■ **Required work**
Write out only the opening lines of the entries, through the line with "pub struct FieldMappingPlan".

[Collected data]

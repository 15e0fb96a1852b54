//! Parameter-name to schema-field mapping.
//!
//! Matching is exact but case-insensitive. Positional arrays are resolved
//! first, then the remaining simple fields. Resolution never fails: an
//! array with an unmatched required position is left out of the plan and
//! parameters nothing matched are reported as unmapped.

use serde::Serialize;
use serde_json::Value;
use std::collections::{BTreeMap, HashMap, HashSet};

use crate::structure::SchemaStructure;

/// One packed position of an array field.
#[derive(Debug, Clone, PartialEq, Serialize)]
#[serde(rename_all = "camelCase")]
pub struct ArrayMapping {
    /// Parameter supplying the value; `None` when the schema default fills the slot
    pub param_name: Option<String>,
    pub index: usize,
    pub optional: bool,
    pub default: Option<Value>,
    pub item_type: Option<String>,
}

/// Mapping of a simple schema field.
#[derive(Debug, Clone, PartialEq, Serialize)]
#[serde(rename_all = "camelCase")]
pub struct SimpleMapping {
    pub param_name: String,
    pub field_type: Option<String>,
    pub format: Option<String>,
}

/// Per-invocation packing plan.
#[derive(Debug, Clone, Default, PartialEq, Serialize)]
#[serde(rename_all = "camelCase")]
pub struct FieldMappingPlan {
    /// Array field -> positions in index order
    pub array_mappings: BTreeMap<String, Vec<ArrayMapping>>,
    /// Schema field -> parameter
    pub simple_mappings: BTreeMap<String, SimpleMapping>,
    /// Parameters excluded from the message, in input order
    pub unmapped_params: Vec<String>,
    /// Arrays dropped because a required position had no parameter
    pub incomplete_arrays: Vec<String>,
}

impl FieldMappingPlan {
    /// Whether the plan puts nothing on the wire besides the correlation id.
    pub fn is_empty(&self) -> bool {
        self.array_mappings.is_empty() && self.simple_mappings.is_empty()
    }
}

/// Builds [`FieldMappingPlan`]s.
pub struct FieldMappingResolver;

impl FieldMappingResolver {
    /// Map `param_names` onto `structure`.
    pub fn resolve<S: AsRef<str>>(param_names: &[S], structure: &SchemaStructure) -> FieldMappingPlan {
        // lower-case name -> original name; first occurrence wins
        let mut by_lower: HashMap<String, &str> = HashMap::new();
        for name in param_names {
            by_lower
                .entry(name.as_ref().to_lowercase())
                .or_insert(name.as_ref());
        }

        let mut used: HashSet<&str> = HashSet::new();
        let mut plan = FieldMappingPlan::default();

        for (array_name, items) in &structure.array_fields {
            // A parameter named like the array itself carries the whole array
            if let Some(&param) = by_lower.get(&array_name.to_lowercase()) {
                if used.insert(param) {
                    plan.simple_mappings.insert(
                        array_name.clone(),
                        SimpleMapping {
                            param_name: param.to_string(),
                            field_type: Some("array".to_string()),
                            format: None,
                        },
                    );
                    continue;
                }
            }

            let mut ordered: Vec<_> = items.iter().collect();
            ordered.sort_by_key(|item| item.index);

            let mut entries = Vec::new();
            let mut claimed = Vec::new();
            let mut complete = true;

            for item in ordered {
                let matched = by_lower
                    .get(&item.title.to_lowercase())
                    .copied()
                    .filter(|p| !used.contains(p) && !claimed.contains(p));

                match matched {
                    Some(param) => {
                        claimed.push(param);
                        entries.push(ArrayMapping {
                            param_name: Some(param.to_string()),
                            index: item.index,
                            optional: item.optional,
                            default: item.default.clone(),
                            item_type: item.item_type.clone(),
                        });
                    }
                    None if !item.optional => {
                        complete = false;
                        break;
                    }
                    None if item.default.is_some() => entries.push(ArrayMapping {
                        param_name: None,
                        index: item.index,
                        optional: true,
                        default: item.default.clone(),
                        item_type: item.item_type.clone(),
                    }),
                    // later positions cannot be placed without this one
                    None => break,
                }
            }

            if !complete {
                if !claimed.is_empty() {
                    plan.incomplete_arrays.push(array_name.clone());
                }
                continue;
            }
            if claimed.is_empty() {
                continue;
            }

            // trailing default-only slots carry no caller data
            while entries
                .last()
                .is_some_and(|e| e.param_name.is_none() && e.optional)
            {
                entries.pop();
            }

            used.extend(claimed);
            plan.array_mappings.insert(array_name.clone(), entries);
        }

        for (field, field_type) in &structure.field_types {
            if let Some(&param) = by_lower.get(&field.to_lowercase()) {
                if used.insert(param) {
                    plan.simple_mappings.insert(
                        field.clone(),
                        SimpleMapping {
                            param_name: param.to_string(),
                            field_type: field_type.field_type.clone(),
                            format: field_type.format.clone(),
                        },
                    );
                }
            }
        }

        plan.unmapped_params = param_names
            .iter()
            .map(AsRef::as_ref)
            .filter(|name| !used.contains(name))
            .map(str::to_string)
            .collect();

        plan
    }
}

#[cfg(test)]
mod tests {
    use super::*;
    use serde_json::json;

    fn structure() -> SchemaStructure {
        SchemaStructure::from_schema(&json!({
            "properties": {
                "Position": {
                    "type": "array",
                    "minItems": 2,
                    "prefixItems": [
                        {"title": "X", "type": "number"},
                        {"title": "Y", "type": "number"},
                        {"title": "Theta", "type": "number"}
                    ]
                },
                "Speed": {"type": "number"},
                "Mode": {"type": "string"}
            }
        }))
    }

    #[test]
    fn test_packs_required_positions() {
        let plan = FieldMappingResolver::resolve(&["X", "Y"], &structure());
        let pos = &plan.array_mappings["Position"];
        assert_eq!(pos.len(), 2);
        assert_eq!(pos[0].param_name.as_deref(), Some("X"));
        assert_eq!(pos[1].param_name.as_deref(), Some("Y"));
        assert!(plan.unmapped_params.is_empty());
    }

    #[test]
    fn test_missing_required_position_omits_array() {
        let plan = FieldMappingResolver::resolve(&["X", "Theta", "Speed"], &structure());
        assert!(!plan.array_mappings.contains_key("Position"));
        assert_eq!(plan.incomplete_arrays, vec!["Position"]);
        assert_eq!(plan.unmapped_params, vec!["X", "Theta"]);
        assert!(plan.simple_mappings.contains_key("Speed"));
    }

    #[test]
    fn test_case_insensitive_simple_fields_and_unmapped() {
        let plan = FieldMappingResolver::resolve(&["speed", "MODE", "Colour"], &structure());
        assert_eq!(plan.simple_mappings["Speed"].param_name, "speed");
        assert_eq!(plan.simple_mappings["Speed"].field_type.as_deref(), Some("number"));
        assert_eq!(plan.simple_mappings["Mode"].param_name, "MODE");
        assert_eq!(plan.unmapped_params, vec!["Colour"]);
    }

    #[test]
    fn test_array_name_parameter_is_simple() {
        let plan = FieldMappingResolver::resolve(&["Position", "X"], &structure());
        assert_eq!(plan.simple_mappings["Position"].field_type.as_deref(), Some("array"));
        assert!(plan.array_mappings.is_empty());
        assert_eq!(plan.unmapped_params, vec!["X"]);
    }

    #[test]
    fn test_defaults_fill_gaps() {
        let s = SchemaStructure::from_schema(&json!({
            "properties": {
                "Pose": {
                    "type": "array",
                    "minItems": 1,
                    "prefixItems": [
                        {"title": "X", "type": "number"},
                        {"title": "Y", "type": "number", "default": 0},
                        {"title": "Z", "type": "number"},
                        {"title": "W", "type": "number", "default": 1}
                    ]
                }
            }
        }));
        let plan = FieldMappingResolver::resolve(&["X", "Z"], &s);
        let pose = &plan.array_mappings["Pose"];
        assert_eq!(pose.len(), 3);
        assert!(pose[1].param_name.is_none());
        assert_eq!(pose[1].default, Some(json!(0)));
        assert_eq!(pose[2].param_name.as_deref(), Some("Z"));
    }

    #[test]
    fn test_gap_without_default_stops_packing() {
        let plan = FieldMappingResolver::resolve(&["X", "Y", "Extra"], &structure());
        assert_eq!(plan.array_mappings["Position"].len(), 2);

        let s = SchemaStructure::from_schema(&json!({
            "properties": {
                "P": {"type": "array", "prefixItems": [{"title": "A"}, {"title": "B"}, {"title": "C"}]}
            }
        }));
        let plan = FieldMappingResolver::resolve(&["A", "C"], &s);
        assert_eq!(plan.array_mappings["P"].len(), 1);
        assert_eq!(plan.unmapped_params, vec!["C"]);
    }

    #[test]
    fn test_no_array_fields_only_declared_fields() {
        let s = SchemaStructure::from_schema(&json!({
            "properties": {"A": {"type": "string"}, "B": {"type": "integer"}}
        }));
        let params = ["A", "B", "C", "D"];
        let plan = FieldMappingResolver::resolve(&params, &s);
        let mapped: Vec<_> = plan.simple_mappings.keys().cloned().collect();
        assert_eq!(mapped, vec!["A", "B"]);
        assert_eq!(plan.unmapped_params, vec!["C", "D"]);
    }

    #[test]
    fn test_empty_inputs() {
        let plan = FieldMappingResolver::resolve::<&str>(&[], &structure());
        assert!(plan.is_empty());
        assert!(plan.unmapped_params.is_empty());
    }
}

■ **Output**
repository 15e0fb96a1852b54
//! Parameter-name to schema-field mapping.
//!
//! Matching is exact but case-insensitive. Positional arrays are resolved
//! first, then the remaining simple fields. Resolution never fails: an
//! array with an unmatched required position is left out of the plan and
//! parameters nothing matched are reported as unmapped.

use serde::Serialize;
use serde_json::Value;
use std::collections::{BTreeMap, HashMap, HashSet};

use crate::structure::SchemaStructure;

/// One packed position of an array field.
#[derive(Debug, Clone, PartialEq, Serialize)]
#[serde(rename_all = "camelCase")]
pub struct ArrayMapping {
    /// Parameter supplying the value; `None` when the schema default fills the slot
    pub param_name: Option<String>,
    pub index: usize,
    pub optional: bool,
    pub default: Option<Value>,
    pub item_type: Option<String>,
}

/// Mapping of a simple schema field.
#[derive(Debug, Clone, PartialEq, Serialize)]
#[serde(rename_all = "camelCase")]
pub struct SimpleMapping {
    pub param_name: String,
    pub field_type: Option<String>,
    pub format: Option<String>,
}

/// Per-invocation packing plan.
#[derive(Debug, Clone, Default, PartialEq, Serialize)]
#[serde(rename_all = "camelCase")]
pub struct FieldMappingPlan {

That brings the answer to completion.